1605. Die-hard Catholics plot to blow up English parliament (36 barrels of gunpowder hidden in basement) and restore Catholic king. Plot discovered, plotters executed, heads on pikes outside House of Lords. Grateful King James I declares national holiday (Thanksgiving Act) popularly known as Guy Fawkes Day (after the plot ringleader). Bonfires, fireworks, burning Guy in effigy. Over the next 300 years, grotesque Guy effigies begin to lend their name first to any weird or grotesque person, then eventually to anybody gaudily or obnoxiously dressed. The Gunpowder Plot gradually recedes from cultural prominence. Thanksgiving Act repealed in 1859, but nobody is going to give up a holiday so thrillingly featuring bonfires and explosive entertainment, so England still enthusiastically celebrates Guy Fawkes Day.

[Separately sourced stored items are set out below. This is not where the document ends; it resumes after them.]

use std::path::PathBuf;

pub type Result<T> = std::result::Result<T, Error>;

#[derive(Debug, thiserror::Error)]
pub enum Error {
    #[error("I/O error: {0}")]
    Io(#[from] std::io::Error),

    #[error("JSON error: {0}")]
    Json(#[from] serde_json::Error),

    /// The corpus could not be materialized. Fatal: no query is served.
    #[error("failed to load book '{book}': {reason}")]
    CorpusLoad { book: String, reason: String },

    #[error("configuration error: {0}")]
    Config(String),

    #[error("{kind} not found: {name}")]
    NotFound { kind: &'static str, name: String },

    #[error("data directory does not exist and could not be created: {0}")]
    DataDir(PathBuf),
}

impl Error {
    pub(crate) fn corpus(
        book: impl Into<String>,
        reason: impl std::fmt::Display,
    ) -> Self {
        Self::CorpusLoad {
            book: book.into(),
            reason: reason.to_string(),
        }
    }
}
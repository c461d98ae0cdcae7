use std::sync::{
    Arc,
    Mutex,
    PoisonError,
    RwLock,
    atomic::{AtomicU64, Ordering},
};

use crate::{
    corpus::CorpusLoader,
    error::Result,
    format::SearchResponse,
    index::SearchIndex,
    search::SearchRequest,
};

/// Shared handle to a lazily loaded, searchable corpus.
///
/// The corpus is read and indexed on first use. Readers always see a
/// complete [`SearchIndex`]; a reload swaps in a new one without disturbing
/// searches already holding the previous `Arc`.
#[derive(Debug)]
pub struct Bible {
    loader: CorpusLoader,
    current: RwLock<Option<Arc<SearchIndex>>>,
    /// Serializes loads so concurrent first callers share a single one.
    loading: Mutex<()>,
    generation: AtomicU64,
}

impl Bible {
    pub fn new(loader: CorpusLoader) -> Self {
        Self {
            loader,
            current: RwLock::new(None),
            loading: Mutex::new(()),
            generation: AtomicU64::new(0),
        }
    }

    pub fn loader(&self) -> &CorpusLoader {
        &self.loader
    }

    pub fn is_loaded(&self) -> bool {
        self.current().is_some()
    }

    /// Number of successful loads so far.
    pub fn generation(&self) -> u64 {
        self.generation.load(Ordering::Acquire)
    }

    /// Return the index, loading the corpus first if needed.
    ///
    /// A failed load is not cached: the next call tries again.
    pub fn ensure_loaded(&self) -> Result<Arc<SearchIndex>> {
        if let Some(index) = self.current() {
            return Ok(index);
        }

        let _guard =
            self.loading.lock().unwrap_or_else(PoisonError::into_inner);
        if let Some(index) = self.current() {
            return Ok(index);
        }
        self.load_locked()
    }

    /// Re-read the corpus and swap the new index in.
    ///
    /// On failure the previous index, if any, keeps being served.
    pub fn reload(&self) -> Result<Arc<SearchIndex>> {
        let _guard =
            self.loading.lock().unwrap_or_else(PoisonError::into_inner);
        self.load_locked()
    }

    pub fn search(&self, request: &SearchRequest) -> Result<SearchResponse> {
        Ok(self.ensure_loaded()?.search(request))
    }

    fn current(&self) -> Option<Arc<SearchIndex>> {
        self.current
            .read()
            .unwrap_or_else(PoisonError::into_inner)
            .clone()
    }

    fn load_locked(&self) -> Result<Arc<SearchIndex>> {
        let corpus = self.loader.load().inspect_err(|e| {
            tracing::error!(
                error = %e,
                dir = %self.loader.dir().display(),
                "corpus load failed"
            );
        })?;

        let index = Arc::new(SearchIndex::build(corpus));
        *self.current.write().unwrap_or_else(PoisonError::into_inner) =
            Some(Arc::clone(&index));
        let generation = self.generation.fetch_add(1, Ordering::AcqRel) + 1;
        tracing::debug!(generation, "search index installed");

        Ok(index)
    }
}
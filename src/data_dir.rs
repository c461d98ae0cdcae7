use std::path::{Path, PathBuf};

use crate::error::{Error, Result};

#[derive(Debug, Clone)]
pub struct DataDir {
    root: PathBuf,
}

impl DataDir {
    /// Resolve the data directory from, in order of priority:
    /// 1. An explicit path (from --data-dir)
    /// 2. The VERSEFIND_DATA_DIR environment variable
    /// 3. The XDG data directory (~/.local/share/versefind/)
    pub fn resolve(explicit: Option<&Path>) -> Result<Self> {
        let root = if let Some(path) = explicit {
            path.to_path_buf()
        } else if let Ok(val) = std::env::var("VERSEFIND_DATA_DIR") {
            PathBuf::from(val)
        } else {
            xdg::BaseDirectories::with_prefix("versefind")
                .get_data_home()
                .ok_or_else(|| {
                    Error::Config(
                        "could not determine XDG data home directory".into(),
                    )
                })?
        };

        std::fs::create_dir_all(&root)
            .map_err(|_| Error::DataDir(root.clone()))?;

        Ok(Self { root })
    }

    pub fn root(&self) -> &Path {
        &self.root
    }

    /// Directory holding one JSON document per book.
    pub fn corpus_dir(&self) -> PathBuf {
        self.root.join("bible-data")
    }

    /// Optional catalog override. Absent means the canonical 66 books.
    pub fn catalog_file(&self) -> PathBuf {
        self.root.join("books.json")
    }
}
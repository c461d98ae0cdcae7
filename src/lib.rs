//! versefind - instant full-text search over a bilingual Bible corpus.
//!
//! The whole corpus (one JSON document per book) is loaded into memory and
//! folded once; every query is a case-insensitive substring scan that
//! returns book-name matches, verse matches with highlight ranges, and
//! per-book totals that ignore display limits.
//!
//! # Quick start
//!
//! ```no_run
//! use versefind::{Bible, Catalog, CorpusLoader, DataDir, SearchRequest};
//!
//! let data_dir = DataDir::resolve(None).unwrap();
//! let catalog = Catalog::resolve(&data_dir.catalog_file()).unwrap();
//! let bible = Bible::new(CorpusLoader::new(data_dir.corpus_dir(), catalog));
//!
//! let response = bible.search(&SearchRequest::dropdown("love")).unwrap();
//! println!("{} matching verses", response.total_matches);
//! for (book, count) in response.ranked_book_counts() {
//!     println!("{book}: {}", count.count);
//! }
//! ```

pub mod book;
pub mod cli;
pub mod corpus;
pub mod data_dir;
pub mod error;
pub mod format;
pub mod index;
pub mod mcp;
pub mod reference;
pub mod search;
pub mod service;
pub mod text_util;

pub use book::{Book, Catalog, Testament};
pub use corpus::{Corpus, CorpusLoader, Verse};
pub use data_dir::DataDir;
pub use error::{Error, Result};
pub use format::{BookCount, SearchResponse, SearchResult};
pub use index::SearchIndex;
pub use reference::{Passage, Reference};
pub use search::SearchRequest;
pub use service::Bible;
//! Text folding for case-insensitive matching, and match highlighting.
//!
//! Matching happens on a *folded* copy of each text: NFC-composed (done once
//! when the corpus is loaded) and lowercased character by character. Folding
//! can change byte lengths (`'İ'` lowercases to two characters), so every
//! folded text carries an [`OffsetMap`] that translates folded byte ranges
//! back into ranges of the original text.

use std::ops::Range;

use unicode_normalization::UnicodeNormalization;

/// Compose `text` to Unicode NFC.
pub fn nfc(text: &str) -> String {
    text.nfc().collect()
}

/// Translates byte ranges in a folded text back to the original text.
#[derive(Debug, Clone, Default, PartialEq, Eq)]
pub struct OffsetMap {
    /// Original `(start, end)` char span for every folded byte. `None` when
    /// folding mapped each char to one char of the same byte length.
    spans: Option<Box<[(u32, u32)]>>,
}

impl OffsetMap {
    pub fn is_identity(&self) -> bool {
        self.spans.is_none()
    }

    /// Map a folded byte range to the smallest original range covering it.
    pub fn to_original(&self, range: Range<usize>) -> Range<usize> {
        let Some(spans) = &self.spans else {
            return range;
        };

        if range.is_empty() {
            let at = spans
                .get(range.start)
                .map(|s| s.0 as usize)
                .unwrap_or_else(|| spans.last().map_or(0, |s| s.1 as usize));
            return at..at;
        }

        let start = spans[range.start].0 as usize;
        let end = spans[range.end - 1].1 as usize;
        start..end
    }
}

/// Lowercase `text` per character, recording how folded bytes map back.
pub fn fold(text: &str) -> (String, OffsetMap) {
    let mut folded = String::with_capacity(text.len());
    let mut spans: Vec<(u32, u32)> = Vec::with_capacity(text.len());
    let mut identity = true;

    for (start, ch) in text.char_indices() {
        let end = start + ch.len_utf8();
        let before = folded.len();
        let mut produced = 0;
        for lower in ch.to_lowercase() {
            folded.push(lower);
            produced += 1;
        }

        let written = folded.len() - before;
        if produced != 1 || written != ch.len_utf8() {
            identity = false;
        }
        spans.extend(std::iter::repeat_n((start as u32, end as u32), written));
    }

    let map = if identity {
        OffsetMap::default()
    } else {
        OffsetMap {
            spans: Some(spans.into_boxed_slice()),
        }
    };
    (folded, map)
}

/// Fold a user query: trim, compose to NFC, lowercase.
///
/// Returns an empty string for blank input.
pub fn fold_query(query: &str) -> String {
    let trimmed = query.trim();
    if trimmed.is_empty() {
        return String::new();
    }
    fold(&nfc(trimmed)).0
}

/// Wrap each range of `text` in `open`/`close`.
///
/// Ranges must be sorted and non-overlapping; ranges that do not fall on
/// char boundaries are left unmarked.
pub fn mark(
    text: &str,
    ranges: &[Range<usize>],
    open: &str,
    close: &str,
) -> String {
    let mut out = String::with_capacity(
        text.len() + ranges.len() * (open.len() + close.len()),
    );
    let mut cursor = 0;

    for range in ranges {
        if range.start < cursor {
            continue;
        }
        let (Some(before), Some(inner)) =
            (text.get(cursor..range.start), text.get(range.clone()))
        else {
            continue;
        };
        out.push_str(before);
        out.push_str(open);
        out.push_str(inner);
        out.push_str(close);
        cursor = range.end;
    }

    out.push_str(&text[cursor..]);
    out
}

#[cfg(test)]
mod tests {
    use super::*;

    #[test]
    fn fold_ascii_is_identity() {
        let (folded, map) = fold("For God so Loved");
        assert_eq!(folded, "for god so loved");
        assert!(map.is_identity());
        assert_eq!(map.to_original(4..7), 4..7);
    }

    #[test]
    fn fold_ethiopic_is_identity() {
        // Ethiopic has no case; folding leaves it untouched.
        let text = "በመጀመሪያ እግዚአብሔር ሰማይንና ምድርን ፈጠረ።";
        let (folded, map) = fold(text);
        assert_eq!(folded, text);
        assert!(map.is_identity());
    }

    #[test]
    fn fold_maps_expanding_chars_back() {
        // 'İ' lowercases to 'i' + U+0307.
        let text = "İstanbul";
        let (folded, map) = fold(text);
        assert!(!map.is_identity());
        assert!(folded.starts_with("i\u{307}"));

        let pos = folded.find("stan").unwrap();
        let original = map.to_original(pos..pos + 4);
        assert_eq!(&text[original], "stan");

        // A match on the first half of an expansion covers the whole char.
        let original = map.to_original(0..1);
        assert_eq!(&text[original], "İ");
    }

    #[test]
    fn fold_query_trims_and_composes() {
        assert_eq!(fold_query("  LOVE  "), "love");
        assert_eq!(fold_query("   "), "");
        // e + combining acute composes to é.
        assert_eq!(fold_query("Caf\u{0065}\u{0301}"), "café");
    }

    #[test]
    fn nfc_composes() {
        assert_eq!(nfc("e\u{0301}"), "é");
    }

    #[test]
    fn mark_wraps_ranges() {
        let text = "love one another as I have loved you";
        assert_eq!(
            mark(text, &[0..4, 27..31], "<mark>", "</mark>"),
            "<mark>love</mark> one another as I have <mark>love</mark>d you"
        );
    }

    #[test]
    fn mark_without_ranges_returns_text() {
        assert_eq!(mark("faith", &[], "[", "]"), "faith");
    }

    #[test]
    fn mark_skips_invalid_ranges() {
        let text = "ሰላም";
        // Byte 1 is inside the first Ethiopic char.
        assert_eq!(mark(text, &[1..3], "[", "]"), text);
    }
}
use std::{collections::BTreeMap, fmt::Write as _, ops::Range};

use serde::Serialize;

use crate::{
    book::Book,
    corpus::Verse,
    error::Result,
    text_util::mark,
};

/// A book whose name contains the query.
#[derive(Debug, Clone, PartialEq, Eq, Serialize)]
pub struct BookMatch {
    pub book_number: u16,
    pub book_name_en: String,
    pub book_name_am: String,
    /// Verses in this book whose text contains the query.
    #[serde(rename = "matchCount")]
    pub match_count: usize,
}

/// A verse whose text contains the query.
#[derive(Debug, Clone, PartialEq, Eq, Serialize)]
pub struct VerseMatch {
    pub book_number: u16,
    pub book_name_en: String,
    pub book_short_name_en: String,
    pub chapter: u32,
    pub verse: u32,
    #[serde(skip_serializing_if = "Option::is_none")]
    pub section_title: Option<String>,
    pub text: String,
    /// Byte ranges of `text` holding each occurrence of the query.
    pub highlights: Vec<Range<usize>>,
}

#[derive(Debug, Clone, PartialEq, Eq, Serialize)]
#[serde(tag = "type", rename_all = "lowercase")]
pub enum SearchResult {
    Book(BookMatch),
    Verse(VerseMatch),
}

impl SearchResult {
    pub fn book(book: &Book, match_count: usize) -> Self {
        SearchResult::Book(BookMatch {
            book_number: book.number,
            book_name_en: book.name_en.clone(),
            book_name_am: book.name_am.clone(),
            match_count,
        })
    }

    pub fn verse(
        book: &Book,
        verse: &Verse,
        highlights: Vec<Range<usize>>,
    ) -> Self {
        SearchResult::Verse(VerseMatch {
            book_number: book.number,
            book_name_en: book.name_en.clone(),
            book_short_name_en: book.short_name_en.clone(),
            chapter: verse.chapter,
            verse: verse.verse,
            section_title: verse.section_title.clone(),
            text: verse.text.clone(),
            highlights,
        })
    }

    pub fn book_number(&self) -> u16 {
        match self {
            SearchResult::Book(b) => b.book_number,
            SearchResult::Verse(v) => v.book_number,
        }
    }

    pub fn is_verse(&self) -> bool {
        matches!(self, SearchResult::Verse(_))
    }
}

/// Matching-verse total for one book.
#[derive(Debug, Clone, PartialEq, Eq, Serialize)]
#[serde(rename_all = "camelCase")]
pub struct BookCount {
    pub count: usize,
    pub book_name: String,
    pub book_name_am: String,
}

#[derive(Debug, Clone, Default, PartialEq, Eq, Serialize)]
#[serde(rename_all = "camelCase")]
pub struct SearchResponse {
    pub results: Vec<SearchResult>,
    /// Matching verses across all candidate books, before truncation.
    pub total_matches: usize,
    /// Per-book totals, before truncation.
    pub book_counts: BTreeMap<u16, BookCount>,
}

impl SearchResponse {
    pub fn is_empty(&self) -> bool {
        self.results.is_empty() && self.total_matches == 0
    }

    /// Book counts ordered by descending count, then book number.
    pub fn ranked_book_counts(&self) -> Vec<(u16, &BookCount)> {
        let mut ranked: Vec<_> =
            self.book_counts.iter().map(|(n, c)| (*n, c)).collect();
        ranked
            .sort_by(|a, b| b.1.count.cmp(&a.1.count).then(a.0.cmp(&b.0)));
        ranked
    }
}

const BOLD: &str = "\x1b[1m";
const RESET: &str = "\x1b[0m";

/// Render results for a terminal.
pub fn format_human(
    response: &SearchResponse,
    query: &str,
    color: bool,
) -> String {
    if response.is_empty() {
        return format!("No results found for \"{}\".\n", query.trim());
    }

    let (open, close) = if color { (BOLD, RESET) } else { ("[", "]") };
    let mut out = String::new();

    for result in &response.results {
        match result {
            SearchResult::Book(b) => {
                let _ = write!(out, "{open}{}{close}", b.book_name_en);
                if !b.book_name_am.is_empty() {
                    let _ = write!(out, " / {}", b.book_name_am);
                }
                let _ = writeln!(out, " ({} verses)", b.match_count);
            }
            SearchResult::Verse(v) => {
                let _ = write!(
                    out,
                    "{} {}:{}",
                    v.book_short_name_en, v.chapter, v.verse
                );
                if let Some(title) = &v.section_title {
                    let _ = write!(out, " ({title})");
                }
                let text = mark(&v.text, &v.highlights, open, close);
                let _ = writeln!(out, "\n    {text}");
            }
        }
    }

    let shown = response.results.iter().filter(|r| r.is_verse()).count();
    let _ = writeln!(
        out,
        "\nFound in {} verses across {} books (showing {shown})",
        response.total_matches,
        response.book_counts.len()
    );
    for (_, count) in response.ranked_book_counts() {
        let _ = writeln!(out, "  {:<20} {:>6}", count.book_name, count.count);
    }

    out
}

/// Render results as pretty-printed JSON.
pub fn format_json(response: &SearchResponse) -> Result<String> {
    Ok(serde_json::to_string_pretty(response)?)
}
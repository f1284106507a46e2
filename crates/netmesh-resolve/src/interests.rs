//! Standing interests in remote jobs.
//!
//! Registering an interest subscribes to the job's update topic and starts
//! an idle watcher. Every table hit for the job resets the watcher; when it
//! fires and no local instance of the job is deployed, the interest is
//! withdrawn from the cluster and the job's rows are dropped.

use std::collections::HashMap;
use std::sync::{Arc, Weak};
use std::time::Duration;

use async_trait::async_trait;
use tokio::sync::{mpsc, watch, RwLock};
use tokio::task::JoinHandle;
use tracing::{debug, info, warn};

use crate::bus::{topics, MessageBus, MessageHandler};
use crate::error::ResolveResult;
use crate::events::{Event, EventBus, EventKind};
use crate::messages::InterestRemoveRequest;

/// What an interest does to the local state it protects.
#[async_trait]
pub trait JobActions: Send + Sync {
    /// Re-query the job and replace its rows.
    async fn refresh_service_table(&self, job_name: &str);

    fn remove_service_entries(&self, job_name: &str);

    /// Whether an instance of the job runs on this node.
    fn is_service_deployed(&self, job_name: &str) -> bool;
}

struct InterestSlot {
    handle: JoinHandle<()>,
    shutdown_tx: watch::Sender<bool>,
}

pub struct InterestRegistry {
    bus: Arc<dyn MessageBus>,
    events: Arc<EventBus>,
    node_id: String,
    idle_timeout: Duration,
    /// Interest key (job name or service address) → watcher.
    interests: RwLock<HashMap<String, InterestSlot>>,
}

impl InterestRegistry {
    pub fn new(
        bus: Arc<dyn MessageBus>,
        events: Arc<EventBus>,
        node_id: impl Into<String>,
        idle_timeout: Duration,
    ) -> Self {
        Self {
            bus,
            events,
            node_id: node_id.into(),
            idle_timeout,
            interests: RwLock::new(HashMap::new()),
        }
    }

    /// Register an interest in `job_name`. Registering twice is a no-op.
    pub async fn register(self: &Arc<Self>, job_name: &str, actions: Arc<dyn JobActions>) -> ResolveResult<()> {
        let mut interests = self.interests.write().await;
        if interests.contains_key(job_name) {
            return Ok(());
        }

        let weak_actions = Arc::downgrade(&actions);
        let handler: MessageHandler = Arc::new(move |topic, _payload| {
            let actions = weak_actions.clone();
            Box::pin(async move {
                let Some(actions) = actions.upgrade() else {
                    return;
                };
                let Some(job) = topic
                    .strip_prefix("jobs/")
                    .and_then(|rest| rest.strip_suffix("/updates_available"))
                else {
                    return;
                };
                debug!(job, "job update announced");
                actions.refresh_service_table(job).await;
            })
        });
        self.bus.subscribe(&topics::job_updates(job_name), handler).await?;

        let activity = match self.events.register(EventKind::TableQuery, job_name) {
            Ok(rx) => rx,
            Err(e) => {
                let _ = self.bus.unsubscribe(&topics::job_updates(job_name)).await;
                return Err(e.into());
            }
        };

        let (shutdown_tx, shutdown_rx) = watch::channel(false);
        let registry = Arc::downgrade(self);
        let actions = Arc::downgrade(&actions);
        let job = job_name.to_string();
        let idle_timeout = self.idle_timeout;
        let handle = tokio::spawn(async move {
            run_idle_loop(job, idle_timeout, registry, actions, activity, shutdown_rx).await;
        });

        interests.insert(job_name.to_string(), InterestSlot { handle, shutdown_tx });
        info!(job = job_name, "interest registered");
        Ok(())
    }

    pub async fn is_registered(&self, job_name: &str) -> bool {
        self.interests.read().await.contains_key(job_name)
    }

    /// Keys with a standing interest, sorted.
    pub async fn active(&self) -> Vec<String> {
        let mut keys: Vec<String> = self.interests.read().await.keys().cloned().collect();
        keys.sort();
        keys
    }

    /// Stop every watcher without withdrawing interests from the cluster.
    pub async fn stop_all(&self) {
        let mut interests = self.interests.write().await;
        for (job, slot) in interests.drain() {
            let _ = slot.shutdown_tx.send(true);
            slot.handle.abort();
            self.events.deregister(EventKind::TableQuery, &job);
            debug!(%job, "interest watcher stopped");
        }
    }

    /// Withdraw an idle interest and drop the job's rows.
    async fn expire(&self, job_name: &str, actions: &dyn JobActions) {
        let request = InterestRemoveRequest {
            appname: job_name.to_string(),
        };
        match serde_json::to_vec(&request) {
            Ok(payload) => {
                if let Err(e) = self.bus.publish(&topics::interest_remove(&self.node_id), payload).await {
                    warn!(job = job_name, error = %e, "failed to withdraw interest");
                }
            }
            Err(e) => warn!(job = job_name, error = %e, "failed to encode interest removal"),
        }
        if let Err(e) = self.bus.unsubscribe(&topics::job_updates(job_name)).await {
            warn!(job = job_name, error = %e, "failed to unsubscribe from job updates");
        }
        self.interests.write().await.remove(job_name);
        self.events.deregister(EventKind::TableQuery, job_name);
        actions.remove_service_entries(job_name);
        info!(job = job_name, "interest expired");
    }
}

async fn run_idle_loop(
    job: String,
    idle_timeout: Duration,
    registry: Weak<InterestRegistry>,
    actions: Weak<dyn JobActions>,
    mut activity: mpsc::Receiver<Event>,
    mut shutdown: watch::Receiver<bool>,
) {
    loop {
        tokio::select! {
            _ = shutdown.changed() => break,
            event = activity.recv() => {
                if event.is_none() {
                    break;
                }
            }
            _ = tokio::time::sleep(idle_timeout) => {
                let (Some(registry), Some(actions)) = (registry.upgrade(), actions.upgrade()) else {
                    break;
                };
                if actions.is_service_deployed(&job) {
                    debug!(%job, "job deployed locally, keeping interest");
                    continue;
                }
                registry.expire(&job, actions.as_ref()).await;
                break;
            }
        }
    }
}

Here in melting pot America, Guy and his fun English fireworks fest were unknown. The only thing that immigrated was his name, abandoning Guy-the-man and making its New World living solely following Guy-the-idea’s gaudy/obnoxiousness. The first American use of “guy” in print is in a slightly creepy phrase in the 1847 Swell’s Night Guide, on page 41: “I can’t tonight, for I am going to be seduced by a rich old Guy.” Guy is capitalized, which shows it’s still associated with a definite type of tasteless person, but between this particular meaning and today’s perfectly ordinary, generic Everyman/woman there is not a peep to be heard. The scholars have nothing to say. It’s a pretty big jump from tasteless/shabby/obnoxious person to happily garden variety you and me, but that’s how our “guy” story went. And such a useful guy that the rest of the world is taking him on…even, so very recently, back in England where it all started. Populist democracy prevailing!